Bola no ponto futuro?
* Por
Mário Prata
Você sabe o que é uma
bola no ponto futuro? Sabe não, né? Nem eu.
Os locutores de futebol
do Brasil – e apenas do Brasil – são todos intelectuais. Eles sabem o que é uma
bola no ponto futuro. Nós não.
O brasileiro quer ser
moderno, quer ser Primeiro Mundo. No dia em que aquele doido disparou na
plateia, o Brasil chorou lágrimas de país desenvolvido. O cara era branco,
forte, curso superior, metralhadora de primeira, inocentes vítimas.
E é no futebol, onde a
gente é o melhor do mundo (apesar dos técnicos), que os coleguinhas insistem em
intelectualizar a coisa.
Lembra da melhor de
três? Quer coisa mais brasileira do que uma melhor de três? Até na cama o
brasileiro gosta de uma melhor de três. Pois agora não é mais melhor de três.

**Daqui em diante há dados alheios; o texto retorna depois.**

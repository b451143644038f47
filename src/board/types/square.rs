//! Square types and cell notation conversion.

use std::fmt;
use std::str::FromStr;

#[cfg(feature = "serde")]
use serde::{Deserialize, Serialize};

use crate::board::error::{NotationFault, SquareError};

/// Number of ranks and files on the board.
pub const BOARD_SIZE: usize = 8;

/// Returns true if `(row, col)` lies on the board.
#[inline]
#[must_use]
pub const fn in_bounds(row: isize, col: isize) -> bool {
    row >= 0 && row < BOARD_SIZE as isize && col >= 0 && col < BOARD_SIZE as isize
}

/// Parse cell notation such as `"D5"` or `"d5"` into a square.
pub fn parse_cell(text: &str) -> Result<Square, SquareError> {
    let invalid = |fault| SquareError::InvalidNotation {
        notation: text.to_string(),
        fault,
    };

    let chars: Vec<char> = text.chars().collect();
    if chars.len() != 2 {
        return Err(invalid(NotationFault::BadLength { len: chars.len() }));
    }

    let file_char = chars[0].to_ascii_uppercase();
    let col = match file_char {
        'A'..='H' => file_char as isize - 'A' as isize,
        _ => return Err(invalid(NotationFault::BadColumn { found: file_char })),
    };

    let row = match chars[1] {
        '1'..='8' => chars[1] as isize - '1' as isize,
        other => return Err(invalid(NotationFault::BadRow { found: other })),
    };

    Square::try_from((row, col))
}

/// Format a raw `(row, col)` pair as uppercase cell notation.
pub fn format_cell(row: isize, col: isize) -> Result<String, SquareError> {
    Square::try_from((row, col)).map(|sq| sq.to_string())
}

/// A square on the board, as (row, col) with row 0 = rank 1 and col 0 = file A.
///
/// Always in bounds: the only ways to build one check the range.
#[derive(Clone, Copy, Debug, PartialEq, Eq, Hash)]
#[cfg_attr(feature = "serde", derive(Serialize, Deserialize))]
#[cfg_attr(feature = "serde", serde(try_from = "(isize, isize)", into = "(isize, isize)"))]
pub struct Square(usize, usize);

impl Square {
    /// Create a new square with bounds checking
    #[must_use]
    pub const fn new(row: usize, col: usize) -> Option<Self> {
        if row < BOARD_SIZE && col < BOARD_SIZE {
            Some(Square(row, col))
        } else {
            None
        }
    }

    /// Get the row (0-7, where 0 = rank 1)
    #[inline]
    #[must_use]
    pub const fn row(self) -> usize {
        self.0
    }

    /// Get the column (0-7, where 0 = file A)
    #[inline]
    #[must_use]
    pub const fn col(self) -> usize {
        self.1
    }

    /// Uppercase file letter, `'A'..='H'`
    #[inline]
    #[must_use]
    pub const fn file_char(self) -> char {
        (b'A' + self.1 as u8) as char
    }

    /// Rank digit, `'1'..='8'`
    #[inline]
    #[must_use]
    pub const fn rank_char(self) -> char {
        (b'1' + self.0 as u8) as char
    }

    /// Translate by `(dr, dc)`, or `None` if that leaves the board.
    #[inline]
    #[must_use]
    pub fn offset(self, dr: isize, dc: isize) -> Option<Self> {
        let row = self.0 as isize + dr;
        let col = self.1 as isize + dc;
        if in_bounds(row, col) {
            Some(Square(row as usize, col as usize))
        } else {
            None
        }
    }

    /// Iterate over all 64 squares, A1, A2, ..., H8
    pub fn all() -> impl Iterator<Item = Square> {
        (0..BOARD_SIZE).flat_map(|col| (0..BOARD_SIZE).map(move |row| Square(row, col)))
    }
}

impl fmt::Display for Square {
    fn fmt(&self, f: &mut fmt::Formatter<'_>) -> fmt::Result {
        write!(f, "{}{}", self.file_char(), self.rank_char())
    }
}

impl PartialOrd for Square {
    fn partial_cmp(&self, other: &Self) -> Option<std::cmp::Ordering> {
        Some(self.cmp(other))
    }
}

impl Ord for Square {
    fn cmp(&self, other: &Self) -> std::cmp::Ordering {
        // File first, so sorted squares read the same as sorted notation
        (self.1, self.0).cmp(&(other.1, other.0))
    }
}

impl TryFrom<(isize, isize)> for Square {
    type Error = SquareError;

    fn try_from((row, col): (isize, isize)) -> Result<Self, Self::Error> {
        if !in_bounds(row, col) {
            return Err(SquareError::OutOfBounds { row, col });
        }
        Ok(Square(row as usize, col as usize))
    }
}

impl From<Square> for (isize, isize) {
    fn from(sq: Square) -> Self {
        (sq.0 as isize, sq.1 as isize)
    }
}

impl FromStr for Square {
    type Err = SquareError;

    fn from_str(s: &str) -> Result<Self, Self::Err> {
        parse_cell(s)
    }
}
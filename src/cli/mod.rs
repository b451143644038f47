//! Command-line front end.
//!
//! Takes one argument of the form `"<PieceType>, <Cell>"`, prints the sorted
//! destinations on stdout, or `Error: <message>` on stderr with a failing
//! exit status.

use std::fmt;
use std::process::ExitCode;

use log::debug;

use crate::board::{construct_piece, resolve_piece_type, PieceError};

pub mod print;

/// Error type for a single command-line request
#[derive(Debug, Clone, PartialEq, Eq)]
pub enum CliError {
    /// Input did not split into a piece type and a cell
    MalformedInput { input: String },
    /// Piece type or starting cell was rejected
    Piece(PieceError),
}

impl fmt::Display for CliError {
    fn fmt(&self, f: &mut fmt::Formatter<'_>) -> fmt::Result {
        match self {
            CliError::MalformedInput { .. } => {
                write!(f, "Input format must be 'PieceType, CellPosition'.")
            }
            CliError::Piece(e) => write!(f, "{e}"),
        }
    }
}

impl std::error::Error for CliError {
    fn source(&self) -> Option<&(dyn std::error::Error + 'static)> {
        match self {
            CliError::MalformedInput { .. } => None,
            CliError::Piece(e) => Some(e),
        }
    }
}

impl From<PieceError> for CliError {
    fn from(e: PieceError) -> Self {
        CliError::Piece(e)
    }
}

/// Split `"Queen, E4"` into its trimmed piece type and cell.
pub fn split_request(input: &str) -> Result<(&str, &str), CliError> {
    let parts: Vec<&str> = input.split(',').map(str::trim).collect();
    match parts.as_slice() {
        [piece_type, cell] => Ok((*piece_type, *cell)),
        _ => Err(CliError::MalformedInput {
            input: input.to_string(),
        }),
    }
}

/// Run one request and return the line to print on success.
///
/// Destinations are sorted and deduplicated, then joined with `", "`.
pub fn evaluate(input: &str) -> Result<String, CliError> {
    let (piece_type, cell) = split_request(input)?;
    let kind = resolve_piece_type(piece_type)?;
    let piece = construct_piece(kind, cell)?;

    let mut moves = piece.possible_moves();
    moves.sort_unstable();
    moves.dedup();
    debug!("{piece}: {} moves after sorting", moves.len());

    Ok(moves.join(", "))
}

/// Entry point for the binary; `args` excludes the program name.
pub fn run<I>(args: I) -> ExitCode
where
    I: IntoIterator<Item = String>,
{
    let Some(input) = args.into_iter().next() else {
        print::print_usage();
        return ExitCode::FAILURE;
    };

    if input == "-h" || input == "--help" {
        print::print_usage();
        return ExitCode::SUCCESS;
    }

    match evaluate(&input) {
        Ok(line) => {
            print::print_moves(&line);
            ExitCode::SUCCESS
        }
        Err(e) => {
            print::print_error(&e);
            ExitCode::FAILURE
        }
    }
}
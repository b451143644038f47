pub mod board;
pub mod cli;

pub use board::{
    construct_piece, format_cell, in_bounds, parse_cell, resolve_piece_type, Piece, PieceError,
    PieceKind, Square, SquareError,
};
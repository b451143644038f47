use super::super::Square;

/// A pawn steps one square toward rank 8; on rank 8 it has nowhere to go.
pub(crate) fn pawn_targets(from: Square) -> Vec<Square> {
    from.offset(1, 0).into_iter().collect()
}
//! Resolving piece type names and placing pieces.

use log::debug;

use super::error::PieceError;
use super::types::{Piece, PieceKind};

/// Look up a piece kind by name, ignoring ASCII case.
///
/// The error keeps the name exactly as given along with the supported names.
pub fn resolve_piece_type(name: &str) -> Result<PieceKind, PieceError> {
    let kind = name.parse::<PieceKind>()?;
    debug!("resolved piece type '{name}' to {kind}");
    Ok(kind)
}

/// Build a piece of `kind` standing on `start_cell`.
pub fn construct_piece(kind: PieceKind, start_cell: &str) -> Result<Piece, PieceError> {
    let piece = (kind.constructor())(start_cell)?;
    debug!("constructed {piece}");
    Ok(piece)
}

Agora é playoff. Playoff! Influência americana. Não do futebol americano, mas
do basquete, da tal da NBA.
Até há pouco tempo o
jogador batia um escanteio. O que antes já era córner. Agora é tiro de canto. E
o tiro de canto é mostrado pelo auxiliar de árbitro. Aquele mesmo que todo
mundo sempre chamou de bandeirinha. Aquele que levantava o pau, a bandeira.
Agora ele levanta o seu instrumento de trabalho. Instrumento de trabalho! Já
pensou o cara saindo de casa para ir trabalhar e perguntando para a mulher:
Você viu o meu instrumento de trabalho?
Até há pouco tempo
também, o jogador gostava de fazer cera. Hoje, que ele faz mais cera do que
nunca, dizem que ele está valorizando a posse da bola. Tá na cara que o sujeito
tá fazendo cera. Mas vem um Galvão qualquer e o exime. Imagina, fazer cera.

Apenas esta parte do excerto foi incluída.